Resolvin D4 (1). To a solution of lactone 28 (11 mg, 0.0307 mmol) in MeOH (1 mL), THF (1 mL), and H2O (1 mL) was added LiOH· H2O (3 mg, 0.07 mmol). After 15 min of stirring, McIlvaine’s phosphate buffer (pH 5.0, 10 mL) was added. The resulting mixture was extracted with Et2O (×5). The combined organic extracts were dried (MgSO4) and concentrated in vacuo.
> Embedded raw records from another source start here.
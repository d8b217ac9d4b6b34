pub mod breed;
pub mod chat;
pub mod common;
pub mod feeding_plan;
pub mod health;
pub mod llm;
pub mod pet;
pub mod ration;
pub mod vet;
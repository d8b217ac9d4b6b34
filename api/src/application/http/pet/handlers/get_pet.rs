use axum::{
    Extension,
    extract::{Path, State},
};
use fidofeed_core::domain::pet::{entities::PetProfile, ports::PetService};
use serde::{Deserialize, Serialize};
use utoipa::ToSchema;
use uuid::Uuid;

use crate::application::{
    device_middleware::DeviceContext,
    http::server::{
        api_entities::{api_error::ApiError, response::Response},
        app_state::AppState,
    },
};

#[derive(Debug, Serialize, Deserialize, ToSchema, PartialEq)]
pub struct PetResponse {
    pub data: PetProfile,
}

#[utoipa::path(
    get,
    path = "/{pet_id}",
    tag = "pet",
    summary = "Get pet",
    params(
        ("pet_id" = Uuid, Path, description = "Pet ID"),
        ("X-Device-Id" = Option<String>, Header, description = "Device owning the pets"),
    ),
    responses(
        (status = 200, body = PetResponse),
        (status = 404, description = "Pet not found")
    )
)]
pub async fn get_pet(
    Path(pet_id): Path<Uuid>,
    State(state): State<AppState>,
    Extension(device_context): Extension<DeviceContext>,
) -> Result<Response<PetResponse>, ApiError> {
    let pet = state
        .service
        .get_pet(&device_context.device_id, pet_id)
        .await
        .map_err(ApiError::from)?;

    Ok(Response::OK(PetResponse { data: pet }))
}
use axum::{Router, routing::post};
use utoipa::OpenApi;

use super::handlers::{__path_chat, __path_quick_answer, chat, quick_answer};
use crate::application::http::server::app_state::AppState;

#[derive(OpenApi)]
#[openapi(paths(chat, quick_answer))]
pub struct ChatApiDoc;

pub fn chat_routes(state: AppState) -> Router<AppState> {
    let root_path = &state.args.server.root_path;

    Router::new()
        .route(&format!("{root_path}/chat"), post(chat))
        .route(&format!("{root_path}/chat/quick"), post(quick_answer))
}
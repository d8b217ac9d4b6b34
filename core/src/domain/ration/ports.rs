use std::future::Future;

use crate::domain::{
    common::entities::app_errors::CoreError,
    ration::{entities::RationResult, value_objects::CalculateRationInput},
};

pub trait RationService: Send + Sync {
    fn calculate_ration(
        &self,
        input: CalculateRationInput,
    ) -> impl Future<Output = Result<RationResult, CoreError>> + Send;
}
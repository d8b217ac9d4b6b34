use serde::{Deserialize, Serialize};
use utoipa::ToSchema;

pub const MAX_VET_RESULTS: usize = 10;

#[derive(Debug, Clone, PartialEq)]
pub enum VetSearchQuery {
    City(String),
    Coordinates { latitude: f64, longitude: f64 },
}

#[derive(Debug, Clone, Copy, PartialEq, Eq, Default, Serialize, Deserialize, ToSchema)]
#[serde(rename_all = "lowercase")]
pub enum VetSearchStrategy {
    #[default]
    Geocoding,
    Ai,
}

#[derive(Debug, Clone, PartialEq)]
pub struct VetSearchInput {
    pub query: VetSearchQuery,
    pub strategy: VetSearchStrategy,
}

#[derive(Debug, Deserialize)]
pub struct AiVetResponse {
    #[serde(default)]
    pub vets: Vec<AiVet>,
}

#[derive(Debug, Deserialize)]
pub struct AiVet {
    pub name: String,
    pub address: String,
    pub phone: Option<String>,
}
use std::sync::Arc;

use tracing::warn;
use uuid::Uuid;

use crate::domain::{
    common::entities::app_errors::CoreError,
    pet::{entities::PetProfile, ports::KeyValueStore},
};

pub fn pets_key(owner: &str) -> String {
    format!("pets:{owner}")
}

/// Reads and writes an owner's pet list as one JSON document.
pub struct PetStore<KV: KeyValueStore> {
    store: Arc<KV>,
}

impl<KV: KeyValueStore> PetStore<KV> {
    pub fn new(store: Arc<KV>) -> Self {
        Self { store }
    }

    /// Missing or unreadable data loads as an empty list.
    pub async fn load(&self, owner: &str) -> Result<Vec<PetProfile>, CoreError> {
        let key = pets_key(owner);
        let pets = match self.store.get(&key).await? {
            Some(raw) => decode_pets(&key, &raw),
            None => Vec::new(),
        };

        Ok(pets)
    }

    /// An empty list removes the key.
    pub async fn save(&self, owner: &str, pets: &[PetProfile]) -> Result<(), CoreError> {
        let key = pets_key(owner);

        if pets.is_empty() {
            return self.store.remove(&key).await;
        }

        let raw = serde_json::to_string(pets).map_err(|e| {
            tracing::error!("Failed to serialize pets: {}", e);
            CoreError::InternalServerError
        })?;

        self.store.set(&key, raw).await
    }

    pub async fn find(&self, owner: &str, pet_id: Uuid) -> Result<Option<PetProfile>, CoreError> {
        let pets = self.load(owner).await?;
        Ok(pets.into_iter().find(|p| p.id == pet_id))
    }
}

impl<KV: KeyValueStore> Clone for PetStore<KV> {
    fn clone(&self) -> Self {
        Self {
            store: Arc::clone(&self.store),
        }
    }
}

fn decode_pets(key: &str, raw: &str) -> Vec<PetProfile> {
    match serde_json::from_str::<Option<Vec<PetProfile>>>(raw) {
        Ok(pets) => pets.unwrap_or_default(),
        Err(e) => {
            warn!("Ignoring malformed data stored under \"{}\": {}", key, e);
            Vec::new()
        }
    }
}

#[cfg(test)]
mod tests {
    use super::*;
    use crate::infrastructure::storage::memory::InMemoryKeyValueStore;

    fn store() -> (Arc<InMemoryKeyValueStore>, PetStore<InMemoryKeyValueStore>) {
        let kv = Arc::new(InMemoryKeyValueStore::new());
        (Arc::clone(&kv), PetStore::new(kv))
    }

    #[tokio::test]
    async fn test_missing_key_loads_empty() {
        let (_, pets) = store();
        assert!(pets.load("owner").await.unwrap().is_empty());
    }

    #[tokio::test]
    async fn test_malformed_data_loads_empty() {
        let (kv, pets) = store();

        for raw in ["{not json", "42", r#"{"pets": []}"#, r#"[{"name": 3}]"#] {
            kv.set(&pets_key("owner"), raw.to_string()).await.unwrap();
            assert!(pets.load("owner").await.unwrap().is_empty(), "raw: {raw}");
        }
    }

    #[tokio::test]
    async fn test_null_loads_empty() {
        let (kv, pets) = store();
        kv.set(&pets_key("owner"), "null".to_string()).await.unwrap();
        assert!(pets.load("owner").await.unwrap().is_empty());
    }

    #[tokio::test]
    async fn test_save_and_load() {
        let (_, pets) = store();
        let rex = PetProfile::new("Rex".to_string(), Some("labrador".to_string()), Some(14.0));

        pets.save("owner", std::slice::from_ref(&rex)).await.unwrap();

        assert_eq!(pets.load("owner").await.unwrap(), vec![rex.clone()]);
        assert_eq!(pets.find("owner", rex.id).await.unwrap(), Some(rex));
        assert!(pets.load("someone-else").await.unwrap().is_empty());
    }

    #[tokio::test]
    async fn test_saving_empty_list_removes_key() {
        let (kv, pets) = store();
        let rex = PetProfile::new("Rex".to_string(), None, None);

        pets.save("owner", &[rex]).await.unwrap();
        pets.save("owner", &[]).await.unwrap();

        assert_eq!(kv.get(&pets_key("owner")).await.unwrap(), None);
    }
}
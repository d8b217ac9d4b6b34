use crate::domain::feeding_plan::value_objects::GenerateFeedingPlanInput;

const FEEDING_PLAN_TEMPLATE: &str = r#"You are an expert veterinary nutritionist. Your task is to create a detailed daily feeding plan for a dog.

**Dog information:**
*   Name: {dog_name}
*   Breed: {breed}
*   Age: {age_in_months} months
*   Weight: {weight_kg} kg
*   Total daily food amount: {daily_grams} grams

**Instructions:**
1.  **Split the meals:** Based on the age, split the total daily amount ({daily_grams}g) into meals.
    *   Puppies (up to 12 months): 3 meals (breakfast, lunch, dinner).
    *   Adults (over 12 months): 2 meals (breakfast, dinner).
2.  **Set times:** Suggest consistent times for each meal in HH:MM format.
3.  **Compute portions:** Give the amount in grams for each meal. The portions must add up exactly to the total daily amount.
4.  **Write recommendations:** Give 3-4 short, useful tips as a list of strings.
    *   **Mandatory weighing tip:** {weighing_rule}
    *   **Other tips:** Include a tip about always keeping fresh, clean water available, and mention that the food type (puppy, adult, senior) must suit the dog's age.
5.  **Output format:** Return the data strictly in the JSON format of the response schema, with the recommendations as an array of strings.

Run the task for the dog above."#;

pub fn render_feeding_plan_prompt(input: &GenerateFeedingPlanInput) -> String {
    let weighing_rule = if input.age_in_months <= 12.0 {
        "The dog is a puppy, so recommend weighing it every week."
    } else {
        "The dog is an adult, so recommend weighing it once a month."
    };

    FEEDING_PLAN_TEMPLATE
        .replace("{dog_name}", &input.dog_name)
        .replace("{breed}", &input.breed)
        .replace("{age_in_months}", &input.age_in_months.to_string())
        .replace("{weight_kg}", &input.weight_kg.to_string())
        .replace("{daily_grams}", &input.daily_grams.to_string())
        .replace("{weighing_rule}", weighing_rule)
}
The residue was purified by chromatography on silica gel (Et2O/MeOH = 20:1) to afford RvD1 (1) (6 mg, 52%), which was further purified by using recycling HPLC (LC-Forte/R equipped with YMC-Pack SIL-60, AcOEt/MeOH = 9:1, 25 mL/min): colorless oil; Rf = 0.57 (Et2O/MeOH = 9:1); [α]20D +6 (c 0.25, MeOH); 1H NMR (400 MHz, CD3OD) δ 0.96 (t, J = 7.4 Hz, 3H), 1.57−1.69 (m, 1H), 1.84−1.95 (m, 1H), 2.06 (quint, J = 7.4 Hz, 2H), 2.22−2.54 (m, 4H), 3.11 (t, J = 7.8 Hz, 2H), 3.47−3.55 (m, 1H), 3.99 (t, J = 6.8 Hz, 1H), 4.14 (q, J = 6.6 Hz, 1H), 5.33−5.52 (m, 4H), 5.69 (dd, J = 15.2 Hz, 6.6 Hz, 1H), 5.81 (dd, J = 14.9 Hz, 6.8 Hz, 1H), 6.01 (t, J = 10.8 Hz, 1H), 6.05 (t, J = 11.2 Hz, 1H), 6.26 (dd, J = 14.6 Hz, 10.9 Hz, 1H), 6.38 (dd, J = 14.9 Hz, 10.9 Hz, 1H), 6.57 (dd, J = 15.2 Hz, 10.8 Hz, 1H), 6.59 (dd, J = 14.6 Hz, 11.2 Hz, 1H); 13C-APT NMR (100 MHz, CD3OD) δ 14.5 (+), 21.7 (−), 27.5 (−), 29.1 (−), 31.8 (−), 36.3 (−), 73.2 (+), 75.0 (+), 76.7 (+), 125.5 (+), 126.2 (+), 129.0 (+), 129.6 (+), 130.1 (+), 130.2 (+), 130.7 (+), 133.4 (+), 134.0 (+), 134.2 (+), 134.7 (+), 137.5 (+),178.1 (−); HRMS (FAB−) calcd for C22H32O5Na [(M + Na)+] 399.2147, found 399.2144. Note that three OH protons and COOH were overlapped with the residue of CD3OD at 3.3 ppm.



ASSOCIATED CONTENT

S Supporting Information *

The Supporting Information is available free of charge on the ACS Publications website at DOI: 10.1021/acs.joc.8b00256. Determination of enantiomeric purity and 1H and 13C NMR spectra (PDF)



AUTHOR INFORMATION

Corresponding Author

*E-mail: [email protected]. ORCID

Yuichi Kobayashi: 0000-0002-4385-9531 Notes

The authors declare no competing financial interest.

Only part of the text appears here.